À la fin des années 1980-début 1990, le rap n'est pas la musique la plus populaire en France, le graff n'a pas gagné sa place dans les galeries et le break comme les autres formes de danse ne sont pas encore utilisées pour revisiter les Indes Vagabondes. La culture hip-hop est encore marginale et marginalisée, par toutes les catégories de la population, même celles dont elles se revendiquent et dont elle revendique porter la voix. Mais si elle est marginale, elle reste une affaire de passionnés dévoués à cette dernière... ou pas d'ailleurs

Supremes a l'intelligence de ne pas céder à la petite musique messianique du "ils étaient prédestinés à tout soulever", préférant sonder comment la naissance du groupe n'avait rien d'une évidence, fruit de tensions, de doutes, d'opportunités, etc.. La présence de Joey Starr, Kool Shen et Dj S comme consultant sur le film a visiblement contribué à donner un aspect "Authentik" à cette odyssée qui part de la naissance du groupe en 1988 jusqu'à leur premier zénith en 1991.

 

 

À l'époque, Bruno Lopez alias Kool Shen travaille encore avec son père dans le BTP tandis que Didier Morville alias Joey Starr squatte à droite à gauche loin du foyer familial dont un père violent l'a expulsé à sa majorité. Ils ne sont alors que deux jeunes de banlieue adeptes du graff, du break et de la culture hip-hop en général sauf le rap, qui est vu comme la chasse gardée des Américains. Les textes s'écrivent à l'abri des regards, jusqu'à ce qu'une opportunité se présente et lance l'aventure...

Une aventure courte, mais intense, qui doit beaucoup au jeu et à l'alchimie évidente de ses deux interprètes : Sandor Funtek en Kool Shen et Théo Christine en Joey Starr. Le duo s'est toujours distingué par une complémentarité à la limite du paradoxe : Funtek incarne parfaitement la tête froide, réfléchie du groupe tandis que Christine reproduit le tempérament d'écorché vif, toujours à deux doigts d'exploser en plein vol, avec un mimétisme tel que vous n'aurez aucun souci à l'imaginer puncher un singe

 

Suprêmes : Photo, Théo Christine, Sandor FuntekLaurel et Hardeur

 

C'est la première grande qualité de Suprêmes : parvenir à retranscrire toute l'énergie et la fougue de l'iconique duo Joey Starr-Kool Shen, même trio avec Dj S mais également de tout leur "posse" : danseurs et danseuse avec Lady V (l'ex-compagne décédée de Kool Shen) jouée par Chloe Lecerf, backeurs, responsable de la "sécurité" au canon scié... l'entourage du groupe remplit l'écran goulûment grâce à l'appétit d'une troupe de jeunes comédiens et il faut presque se retenir de briser le quatrième mur pour rejoindre cette clique de bras cassés.

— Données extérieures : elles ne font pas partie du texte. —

extern crate nalgebra as na;

pub mod angle;
pub mod config;
pub mod ctrv;
pub mod error;
pub mod gaussian;
pub mod lidar;
pub mod measurement;
pub mod metrics;
pub mod nis;
pub mod packet;
pub mod radar;
pub mod record;
pub mod sigma;
pub mod simulation;
pub mod ukf;

pub use config::UkfConfig;
pub use error::{FilterError, Result};
pub use gaussian::Gaussian;
pub use measurement::{Measurement, MeasurementPackage, SensorKind};
pub use ukf::UnscentedKalmanFilter;

// 状態空間の次元
pub const N_X: usize = 5;
// 拡張状態の次元 (加速度ノイズ, ヨー角加速度ノイズ)
pub const N_AUG: usize = 7;
// シグマ点の数
pub const N_SIGMA: usize = 2 * N_AUG + 1;

/// Row of the heading in the state vector.
pub const YAW: usize = 3;

/// `[px, py, v, yaw, yaw_rate]`
pub type State = na::SVector<f64, N_X>;
pub type AugState = na::SVector<f64, N_AUG>;
pub type Cov<const N: usize> = na::SMatrix<f64, N, N>;
pub type Sigma<const R: usize> = na::SMatrix<f64, R, N_SIGMA>;
pub type Weights = na::SVector<f64, N_SIGMA>;

/// Result of fusing one measurement.
#[derive(Debug, Clone, Copy, PartialEq)]
pub struct Correction {
    pub belief: Gaussian<N_X>,
    /// Normalized innovation squared of the measurement.
    pub nis: f64,
}
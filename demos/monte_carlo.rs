extern crate nalgebra as na;

use anyhow::Result;
use rayon::prelude::*;
use ukf_fusion::metrics::{cartesian, rmse};
use ukf_fusion::nis::NisMonitor;
use ukf_fusion::simulation::Scenario;
use ukf_fusion::{SensorKind, UkfConfig, UnscentedKalmanFilter};

// MARK: - Constants
// 試行回数
const RUNS: u64 = 200;
const STD_A: f64 = 2.5;
const STD_YAWDD: f64 = 1.0;

struct Trial {
    rmse: na::Vector4<f64>,
    nis: NisMonitor,
}

// 使い方: monte_carlo [試行回数] [std_a] [std_yawdd]
fn main() -> Result<()> {
    simple_logger::SimpleLogger::new()
        .with_level(log::LevelFilter::Warn)
        .env()
        .init()?;

    let args: Vec<String> = std::env::args().collect();
    let runs = args.get(1).map_or(Ok(RUNS), |s| s.parse())?;
    let std_a = args.get(2).map_or(Ok(STD_A), |s| s.parse())?;
    let std_yawdd = args.get(3).map_or(Ok(STD_YAWDD), |s| s.parse())?;

    let config = UkfConfig::default()
        .with_sensors(true, true)
        .with_process_noise(std_a, std_yawdd);
    config.validate()?;

    let start = std::time::Instant::now();
    let trials = (0..runs)
        .into_par_iter()
        .map(|seed| run(config, seed))
        .collect::<Result<Vec<_>>>()?;

    let mut worst = na::Vector4::<f64>::zeros();
    let mut mean = na::Vector4::<f64>::zeros();
    for t in &trials {
        worst = worst.sup(&t.rmse);
        mean += t.rmse / trials.len() as f64;
    }
    let nis = trials
        .into_iter()
        .fold(NisMonitor::new(), |acc, t| acc.merge(t.nis));

    println!("{runs} runs in {:.2} sec", start.elapsed().as_secs_f64());
    println!("std_a: {std_a}, std_yawdd: {std_yawdd}");
    println!(
        "rmse mean:  [{:.4}, {:.4}, {:.4}, {:.4}]",
        mean[0], mean[1], mean[2], mean[3]
    );
    println!(
        "rmse worst: [{:.4}, {:.4}, {:.4}, {:.4}]",
        worst[0], worst[1], worst[2], worst[3]
    );
    for kind in [SensorKind::Laser, SensorKind::Radar] {
        if let (Some(m), Some(r)) = (nis.mean(kind), nis.exceed_ratio(kind)) {
            println!("nis {kind}: mean {m:.3}, over 95% {:.1}%", r * 100.0);
        }
    }
    Ok(())
}

fn run(config: UkfConfig, seed: u64) -> Result<Trial> {
    let steps = Scenario::default().with_seed(seed).simulate()?;
    let mut ukf = UnscentedKalmanFilter::new(config)?;
    let mut nis = NisMonitor::new();
    let mut est = Vec::with_capacity(steps.len());
    let mut truth = Vec::with_capacity(steps.len());
    for step in &steps {
        ukf.process_measurement(&step.package)?;
        let kind = step.package.sensor_kind();
        if let Some(v) = ukf.nis(kind) {
            nis.record(kind, v);
        }
        est.push(cartesian(&ukf.state()));
        truth.push(step.truth.as_vector());
    }
    let rmse = rmse(&est, &truth).ok_or_else(|| anyhow::anyhow!("empty run {seed}"))?;
    Ok(Trial { rmse, nis })
}
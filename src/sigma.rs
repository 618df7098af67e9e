//! Sigma-point generation and the unscented mean/covariance recovery.
//!
//! Spreading follows `lambda = 3 - n` where `n` is the dimension of the
//! distribution being sampled, giving `2n + 1` points: the mean, then `n`
//! "+spread" columns, then `n` "-spread" columns.

use crate::angle::normalize_angle;
use crate::error::{FilterError, Result};
use crate::gaussian::Gaussian;
use crate::{AugState, Cov, Sigma, State, Weights, N_AUG, N_SIGMA, N_X};

/// Spreading parameter for a distribution of dimension `n`.
pub fn lambda(n: usize) -> f64 {
    3.0 - n as f64
}

/// Weights for `M = 2n + 1` sigma points. They always sum to one.
pub fn sigma_weights<const M: usize>() -> na::SVector<f64, M> {
    let n = (M - 1) / 2;
    let lambda = lambda(n);
    let mut w = na::SVector::<f64, M>::from_element(0.5 / (lambda + n as f64));
    w[0] = lambda / (lambda + n as f64);
    w
}

/// Deterministic `2N + 1` sigma points for a Gaussian of dimension `N`.
///
/// Fails when the covariance has no Cholesky factor.
pub fn sigma_points<const N: usize, const M: usize>(
    dist: &Gaussian<N>,
) -> Result<na::SMatrix<f64, N, M>> {
    debug_assert_eq!(M, 2 * N + 1);
    let stage = "sigma point generation";
    if !dist.is_finite() {
        return Err(FilterError::NumericalInstability { stage });
    }
    let l = dist
        .cov
        .cholesky()
        .ok_or(FilterError::NumericalInstability { stage })?
        .unpack();
    let scale = (lambda(N) + N as f64).sqrt();

    let mut sigmas = na::SMatrix::<f64, N, M>::zeros();
    sigmas.set_column(0, &dist.mean);
    for i in 0..N {
        sigmas.set_column(1 + i, &(dist.mean + scale * l.column(i)));
        sigmas.set_column(1 + N + i, &(dist.mean - scale * l.column(i)));
    }
    Ok(sigmas)
}

/// Augments the state belief with the two zero-mean process noise terms.
pub fn augment(belief: &Gaussian<N_X>, std_a: f64, std_yawdd: f64) -> Gaussian<N_AUG> {
    let mut mean = AugState::zeros();
    mean.fixed_rows_mut::<N_X>(0).copy_from(&belief.mean);

    let mut cov = Cov::<N_AUG>::zeros();
    cov.fixed_view_mut::<N_X, N_X>(0, 0).copy_from(&belief.cov);
    cov[(N_X, N_X)] = std_a * std_a;
    cov[(N_X + 1, N_X + 1)] = std_yawdd * std_yawdd;

    Gaussian::new(mean, cov)
}

/// The 7x15 augmented sigma-point matrix for the current belief.
pub fn augmented_sigma_points(
    belief: &Gaussian<N_X>,
    std_a: f64,
    std_yawdd: f64,
) -> Result<Sigma<N_AUG>> {
    let sigmas = sigma_points::<N_AUG, N_SIGMA>(&augment(belief, std_a, std_yawdd))?;
    log::trace!("augmented sigma points: {sigmas:.4}");
    Ok(sigmas)
}

/// Weighted mean and covariance of a sigma-point set.
///
/// `angle_row`, if given, is normalized into `(-PI, PI]` in every
/// difference before it enters the covariance.
pub fn recover<const R: usize>(
    sigmas: &Sigma<R>,
    weights: &Weights,
    angle_row: Option<usize>,
) -> Gaussian<R> {
    let mean = sigmas * weights;
    let mut cov = Cov::<R>::zeros();
    for i in 0..N_SIGMA {
        let diff = residual(&sigmas.column(i).into_owned(), &mean, angle_row);
        cov += weights[i] * diff * diff.transpose();
    }
    Gaussian::new(mean, cov)
}

/// `a - b` with the angle component wrapped.
pub fn residual<const R: usize>(
    a: &na::SVector<f64, R>,
    b: &na::SVector<f64, R>,
    angle_row: Option<usize>,
) -> na::SVector<f64, R> {
    let mut diff = a - b;
    if let Some(row) = angle_row {
        diff[row] = normalize_angle(diff[row]);
    }
    diff
}

/// Drops the noise rows of an augmented sigma point.
pub fn state_part(aug: &AugState) -> State {
    aug.fixed_rows::<N_X>(0).into_owned()
}
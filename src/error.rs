use crate::measurement::SensorKind;

pub type Result<T> = std::result::Result<T, FilterError>;

/// Failures surfaced by the filter pipeline.
///
/// Any stage returning one of these leaves the filter exactly as it was
/// before the call.
#[derive(Debug, Clone, PartialEq, thiserror::Error)]
pub enum FilterError {
    /// Covariance could not be factorised, or a stage produced NaN/inf.
    #[error("numerical instability during {stage}")]
    NumericalInstability { stage: &'static str },

    /// Innovation covariance has no inverse.
    #[error("innovation covariance for {sensor} is singular")]
    SingularCovariance { sensor: SensorKind },

    /// A predicted sigma point sits on the radar origin.
    #[error("degenerate radar geometry: predicted range {range} is too close to zero")]
    DegenerateMeasurement { range: f64 },

    #[error("timestamp {current} us is earlier than the last processed {previous} us")]
    OutOfOrderTimestamp { previous: i64, current: i64 },

    #[error("invalid measurement: {0}")]
    InvalidMeasurement(String),

    #[error("invalid configuration: {0}")]
    InvalidConfig(String),
}
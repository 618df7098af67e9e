use crate::State;

/// True position and cartesian velocity of the object.
#[derive(Debug, Clone, Copy, PartialEq, Default)]
pub struct GroundTruth {
    pub px: f64,
    pub py: f64,
    pub vx: f64,
    pub vy: f64,
}

impl GroundTruth {
    pub fn as_vector(&self) -> na::Vector4<f64> {
        na::vector![self.px, self.py, self.vx, self.vy]
    }
}

/// `[px, py, vx, vy]` of a CTRV state.
pub fn cartesian(x: &State) -> na::Vector4<f64> {
    let (sin, cos) = x[3].sin_cos();
    na::vector![x[0], x[1], x[2] * cos, x[2] * sin]
}

/// Component-wise root mean squared error.
///
/// `None` if the inputs are empty or of different length.
pub fn rmse(
    estimations: &[na::Vector4<f64>],
    truths: &[na::Vector4<f64>],
) -> Option<na::Vector4<f64>> {
    if estimations.is_empty() || estimations.len() != truths.len() {
        return None;
    }
    let sum = estimations
        .iter()
        .zip(truths)
        .map(|(e, t)| (e - t).map(|d| d * d))
        .fold(na::Vector4::<f64>::zeros(), |acc, d| acc + d);
    Some((sum / estimations.len() as f64).map(f64::sqrt))
}

#[cfg(test)]
mod tests {
    use super::*;
    use approx::assert_relative_eq;
    use std::f64::consts::FRAC_PI_2;

    #[test]
    fn test_cartesian() {
        let c = cartesian(&na::vector![1.0, 2.0, 3.0, FRAC_PI_2, 0.5]);
        assert_relative_eq!(c, na::vector![1.0, 2.0, 0.0, 3.0], epsilon = 1e-12);
    }

    #[test]
    fn test_rmse() {
        let est = [na::vector![1.0, 1.0, 0.0, 0.0], na::vector![3.0, 1.0, 0.0, 2.0]];
        let truth = [na::Vector4::zeros(), na::vector![3.0, 0.0, 0.0, 0.0]];
        let r = rmse(&est, &truth).unwrap();
        assert_relative_eq!(
            r,
            na::vector![0.5_f64.sqrt(), 1.0, 0.0, 2.0_f64.sqrt()],
            epsilon = 1e-12
        );
    }

    #[test]
    fn test_rmse_bad_input() {
        assert!(rmse(&[], &[]).is_none());
        assert!(rmse(&[na::Vector4::zeros()], &[]).is_none());
    }
}
use crate::error::{FilterError, Result};

/// Multivariate normal belief: mean and covariance of dimension `N`.
#[derive(Debug, Clone, Copy, PartialEq)]
pub struct Gaussian<const N: usize> {
    pub mean: na::SVector<f64, N>,
    pub cov: na::SMatrix<f64, N, N>,
}

impl<const N: usize> Gaussian<N> {
    pub fn new(mean: na::SVector<f64, N>, cov: na::SMatrix<f64, N, N>) -> Self {
        Self { mean, cov }
    }

    pub fn is_finite(&self) -> bool {
        self.mean.iter().chain(self.cov.iter()).all(|v| v.is_finite())
    }

    /// Returns `self` unchanged if every entry is finite.
    pub fn finite_or(self, stage: &'static str) -> Result<Self> {
        if self.is_finite() {
            Ok(self)
        } else {
            Err(FilterError::NumericalInstability { stage })
        }
    }

    // 対称性の維持
    pub fn symmetrized(mut self) -> Self {
        self.cov = (self.cov + self.cov.transpose()) / 2.0;
        self
    }
}

impl<const N: usize> Default for Gaussian<N> {
    fn default() -> Self {
        Self {
            mean: na::SVector::zeros(),
            cov: na::SMatrix::identity(),
        }
    }
}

Mais un syndrome Le Hobbit ronge cette clique. On prend plaisir à la suivre sans jamais parvenir à s'attacher aux différents personnages. Ces derniers n'existent finalement que comme membre du groupe, aucune personnalité n'en ressort vraiment et se souvenir ne serait-ce que d'un surnom apparaît comme un défi insurmontable de fin de séance. Une dilution tristounette qui s'insère logiquement dans le trop-plein d'ambitions du film

 

Suprêmes : PhotoLa Horde sauvage

 

Laisse pas traîner ton script

Suprêmes ne se déroule que sur trois ans, mais son programme est suffisamment chargé pour vous faire sentir le poids de plusieurs décennies. Le film cherche ainsi à capter les errances du duo, leurs doutes et leurs conflits intérieurs, même familiaux dans le cas de Joey Starr. Mais il veut également appliquer ce traitement à l'entourage général de NTM, y compris dans le cas de celui qui deviendra leur producteur, Sebastien Farran. 

Plus largement, Suprêmes se veut aussi une photographie instantanée de son époque, avec la montée en puissance du rap en France mise en parallèle avec le phénomène des violences policières au sein des banlieues défavorisées, leur systématisme comme leur impunité. Un programme ambitieux dont on ne peut que louer les vertus théoriques là où le résultat pratique pêche par indigestion programmatique

 

Suprêmes : Photo, Sandor FuntekStraight outta Saint-Denis

 

À vouloir trop en faire, Suprêmes s'embourbe et tente de rattacher les wagons plus maladroitement qu'une caravane d'aveugles. Il en résulte des conflits et des évolutions qui apparaissent ex-nihilo au détour d'une réplique pour ne plus jamais ressortir dans le film. Alors que Joey Starr et Kool Shen s'engueulent, on apprend que les danseurs aussi en ont gros sur la patate parce que Lady V serait pistonnée par la présence de son mec. 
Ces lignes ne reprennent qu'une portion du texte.